By Griff Witte
Washington Post Staff Writer
Thursday, May 5, 2005
Investigators have opened a criminal inquiry into millions of dollars missing in Iraq after auditors uncovered indications of fraud in nearly $100 million in reconstruction spending that could not be properly accounted for.
The money had been intended for rebuilding projects in south-central Iraq. But auditors with the Office of the Special Inspector General for Iraq Reconstruction found that of $119.9 million allocated, $7.2 million could not be accounted for at all, and $89.4 million in reported spending could not be backed up with sufficient documentation, according to a report released yesterday.
"[T]here was no assurance that fraud, waste, and abuse did not occur in the management and administration of cash assets," the audit concluded.
The money came from the Development Fund for Iraq, an account created with revenue from Iraqi oil sales, funding from the United Nations' now-defunct oil-for-food program and Iraqi assets repatriated from abroad. An office in the U.S.-led multinational force, which has helped run the country since power was transferred to the Iraqis in June 2004, was responsible for overseeing the money. But the audit found that its efforts were beset by rampant disorganization and sloppy bookkeeping.
Criminal investigators with the office of Special Inspector General Stuart W. Bowen Jr. will be looking into whether anyone involved committed fraud, the audit says, although it does not disclose who is being investigated.
The audit does highlight a case in which two unnamed field agents responsible for disbursing cash left Iraq with $1.5 million between them left on their books. Authorities could not locate the cash. The audit's authors said an account manager's later effort to reconcile the difference by applying one agent's surplus to another's deficit "appears to be an attempt to remove outstanding balances by simply washing accounts."
Col. Thomas S. Stefanko, commander of the office responsible for overseeing the funds in question, generally agreed with the audit's findings. "Extensive corrective actions have been taken," he wrote in response to the audit.
James P. Mitchell, spokesman for Bowen, said the office was encouraged by changes aimed at providing more accountability for how funds are spent.
Several other government reports this spring have found deep flaws in the way authorities have administered funds in Iraq.
In March and early April, Pentagon audits showed more than $200 million in questionable costs in a massive, no-bid Halliburton Co. contract for delivering fuel to Iraq. Later in April, an inspector general's report concluded that a British security firm lacked proof that its armed employees had received proper weapons training and that the Army had not provided enough oversight of the company's work. And last week, a Government Accountability Office report said U.S. officials had all but abandoned their responsibility for overseeing a contract under which employees of CACI International Inc. had conducted interrogations at Abu Ghraib prison.

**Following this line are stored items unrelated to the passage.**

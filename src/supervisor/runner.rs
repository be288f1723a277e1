//! Lifecycle controller for one external tool run.
//!
//! [`ToolSupervisor`] owns the whole run: it spawns the process, drives the
//! classifier-selected parser over the merged output stream with a single
//! reader, observes cooperative cancellation, kills or waits on the process,
//! and emits the timed completion summary.

use std::sync::Arc;
use std::time::{Duration, Instant};

use tokio::sync::mpsc::Receiver;
use tokio_util::sync::CancellationToken;

use crate::config::MarkerConfig;
use crate::parser::{OutputParser, Segmenter, ToolKind};
use crate::process::{ProcessDescriptor, SpawnError, ToolProcess};
use crate::report::{ProgressEvent, ReportSink};

use super::{RunState, RunStateMachine};

/// Error type for supervised runs. Either variant leaves the run `Failed`.
#[derive(thiserror::Error, Debug)]
pub enum SuperviseError {
    /// The process could not be spawned.
    #[error("failed to start process: {0}")]
    Spawn(#[from] SpawnError),
    /// I/O failure while reading the output stream.
    #[error("failed to read process output: {0}")]
    Stream(#[from] std::io::Error),
    /// The process output stream was not available.
    #[error("process output stream not available")]
    NoOutput,
}

/// Non-error outcome of a supervised run.
#[derive(Debug, Clone, PartialEq, Eq)]
pub enum RunOutcome {
    /// The stream ended and the process exited; elapsed wall-clock time.
    Completed { elapsed: Duration },
    /// Cancellation was observed; the process was killed, not waited on.
    Cancelled,
}

/// Clonable handle that cancels a running supervisor from another task.
#[derive(Clone)]
pub struct CancelHandle {
    token: CancellationToken,
    sink: Arc<dyn ReportSink>,
}

impl CancelHandle {
    /// Request cancellation. Idempotent, safe to call at any time.
    ///
    /// Sets the sink's cancellation flag and wakes the reader if it is
    /// blocked on process output; the reader then kills the process.
    pub fn cancel(&self) {
        self.sink.cancel();
        self.token.cancel();
    }
}

/// Supervises one external tool process from spawn to terminal state.
pub struct ToolSupervisor {
    descriptor: ProcessDescriptor,
    kind: ToolKind,
    tool: String,
    file_label: String,
    markers: MarkerConfig,
    sink: Arc<dyn ReportSink>,
    state: RunStateMachine,
    cancel: CancellationToken,
}

impl ToolSupervisor {
    /// Create a supervisor for one tool invocation.
    ///
    /// `tool` both selects the parsing strategy (case-insensitive) and names
    /// the tool in the completion summary; `file_label` names the processed
    /// input there.
    #[must_use]
    pub fn new(
        descriptor: ProcessDescriptor,
        tool: impl Into<String>,
        file_label: impl Into<String>,
        sink: Arc<dyn ReportSink>,
    ) -> Self {
        let tool = tool.into();
        let kind = ToolKind::from_tool_name(&tool);
        Self {
            descriptor,
            kind,
            tool,
            file_label: file_label.into(),
            markers: MarkerConfig::default(),
            sink,
            state: RunStateMachine::new(),
            cancel: CancellationToken::new(),
        }
    }

    /// Override the marker phrases used by the multi-task strategy.
    #[must_use]
    pub fn with_markers(mut self, markers: MarkerConfig) -> Self {
        self.markers = markers;
        self
    }

    /// The strategy selected for this run.
    #[must_use]
    pub fn kind(&self) -> ToolKind {
        self.kind
    }

    /// Current lifecycle state.
    #[must_use]
    pub fn state(&self) -> RunState {
        self.state.state()
    }

    /// Handle for cancelling this run from another task.
    #[must_use]
    pub fn cancel_handle(&self) -> CancelHandle {
        CancelHandle {
            token: self.cancel.clone(),
            sink: Arc::clone(&self.sink),
        }
    }

    /// Request cancellation. Idempotent, safe to call at any time.
    pub fn cancel(&self) {
        self.cancel_handle().cancel();
    }

    /// Run the process to a terminal state.
    ///
    /// Returns the run outcome, or an error when the process could not be
    /// spawned or its output stream failed; either error leaves the run
    /// `Failed`. Cancelled and Failed runs never receive the summary event.
    ///
    /// # Errors
    ///
    /// Returns [`SuperviseError::Spawn`] or [`SuperviseError::Stream`].
    pub async fn run(&mut self) -> Result<RunOutcome, SuperviseError> {
        if self.sink.is_cancelled() {
            tracing::info!(tool = %self.tool, "run cancelled before start");
            self.state.transition(RunState::Cancelled);
            return Ok(RunOutcome::Cancelled);
        }

        let mut process = match ToolProcess::spawn(&self.descriptor) {
            Ok(process) => process,
            Err(e) => {
                tracing::error!(
                    tool = %self.tool,
                    command = %self.descriptor.command_line(),
                    error = %e,
                    "process failed to start"
                );
                self.state.transition(RunState::Failed);
                return Err(e.into());
            }
        };
        self.state.transition(RunState::Running);
        let started = Instant::now();
        tracing::info!(
            tool = %self.tool,
            pid = ?process.id(),
            command = %self.descriptor.command_line(),
            "process started"
        );

        let Some(output) = process.take_output() else {
            self.state.transition(RunState::Failed);
            return Err(SuperviseError::NoOutput);
        };

        let read = self.read_output(output).await;

        if let Err(e) = read {
            tracing::error!(tool = %self.tool, error = %e, "output stream failed");
            if let Err(kill_err) = process.kill().await {
                tracing::debug!(error = %kill_err, "kill after stream failure failed");
            }
            self.state.transition(RunState::Failed);
            return Err(SuperviseError::Stream(e));
        }

        if self.sink.is_cancelled() {
            tracing::info!(tool = %self.tool, "run cancelled, killing process");
            if let Err(e) = process.kill().await {
                tracing::debug!(error = %e, "kill after cancellation failed");
            }
            self.state.transition(RunState::Cancelled);
            return Ok(RunOutcome::Cancelled);
        }

        // Wait errors are best-effort cleanup races, never re-raised.
        match process.wait().await {
            Ok(status) => {
                tracing::info!(tool = %self.tool, status = ?status.code(), "process exited");
            }
            Err(e) => {
                tracing::debug!(tool = %self.tool, error = %e, "wait for process exit failed");
            }
        }

        let elapsed = started.elapsed();
        self.sink.append(ProgressEvent::end_of_line());
        self.sink.append(ProgressEvent::end_of_line());
        self.sink.append(ProgressEvent::important(format!(
            "{} finished for {} ({}).",
            self.tool,
            self.file_label,
            format_duration(elapsed)
        )));
        self.sink.append(ProgressEvent::end_of_line());

        self.state.transition(RunState::Completed);
        Ok(RunOutcome::Completed { elapsed })
    }

    /// Single reader loop: segment incoming chunks and feed the parser.
    ///
    /// Exits at end of stream, on I/O failure, or once cancellation is
    /// observed; the cancellation flag is polled before each token and after
    /// each batch, so at most one in-flight token lags a cancel request. The
    /// cancellation token only wakes a reader blocked on the channel.
    async fn read_output(
        &self,
        mut output: Receiver<std::io::Result<Vec<u8>>>,
    ) -> Result<(), std::io::Error> {
        let mut parser = self.kind.parser(&self.markers);
        let mut segmenter = Segmenter::new(self.kind.segmentation());
        parser.start(self.sink.as_ref());

        loop {
            let chunk = tokio::select! {
                biased;

                () = self.cancel.cancelled() => {
                    tracing::debug!(tool = %self.tool, "reader woken by cancellation");
                    return Ok(());
                }
                chunk = output.recv() => chunk,
            };
            let Some(chunk) = chunk else { break };
            let chunk = chunk?;

            if self.feed_tokens(segmenter.push(&chunk), parser.as_mut()) {
                return Ok(());
            }
        }

        if let Some(tail) = segmenter.finish() {
            self.feed_tokens(vec![tail], parser.as_mut());
        }
        Ok(())
    }

    /// Feed a batch of tokens; returns true once cancellation is observed.
    fn feed_tokens(&self, tokens: Vec<String>, parser: &mut dyn OutputParser) -> bool {
        for token in tokens {
            if self.sink.is_cancelled() {
                return true;
            }
            parser.feed(&token, self.sink.as_ref());
        }
        self.sink.is_cancelled()
    }
}

/// Human-readable elapsed rendering for the summary line.
fn format_duration(elapsed: Duration) -> String {
    let millis = elapsed.as_millis();
    if millis < 1_000 {
        return format!("{millis} ms");
    }
    let secs = elapsed.as_secs_f64();
    if secs < 60.0 {
        return format!("{secs:.1} s");
    }
    let total = elapsed.as_secs();
    let hours = total / 3600;
    let minutes = (total % 3600) / 60;
    let seconds = total % 60;
    if hours > 0 {
        format!("{hours} h {minutes} min")
    } else {
        format!("{minutes} min {seconds} s")
    }
}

Rep. Henry A. Waxman (D-Calif.), a critic of contracting in Iraq, said yesterday's audit helps describe a pattern of behavior that merits more scrutiny. "It is mind-boggling that the Administration handed out nearly $100 million in cash without any accountability," Waxman said in a statement. He added that the inspector general's findings "underscore the need for a thorough congressional investigation to ask hard questions about why millions of dollars of cash are unaccounted for."
Yesterday's audit of spending in south-central Iraq was accompanied by two others, both of which also uncovered evidence of poor accounting. One looked at the management of Iraqi funds while the other examined the spending of U.S. taxpayer funds from the $18.4 billion Congress authorized in 2003 for reconstruction. The audit of U.S. funds found that contract files were "unavailable, incomplete, inconsistent and unreliable." As a result, auditors said the U.S. government may have trouble making a case against contractors that overbill or don't do what they are supposed to.
In a response, Maj. Gen. John M. Urias, head of the military's contracting office in Iraq, said the task of managing contracts was made far more difficult because of "the environment here in Iraq during the war."
Brookings Institution fellow Peter W. Singer said the disorderly atmosphere was all the more reason authorities should have been taking extra precautions against fraud. "You want to be even more careful in those chaotic environments because people take advantage," he said.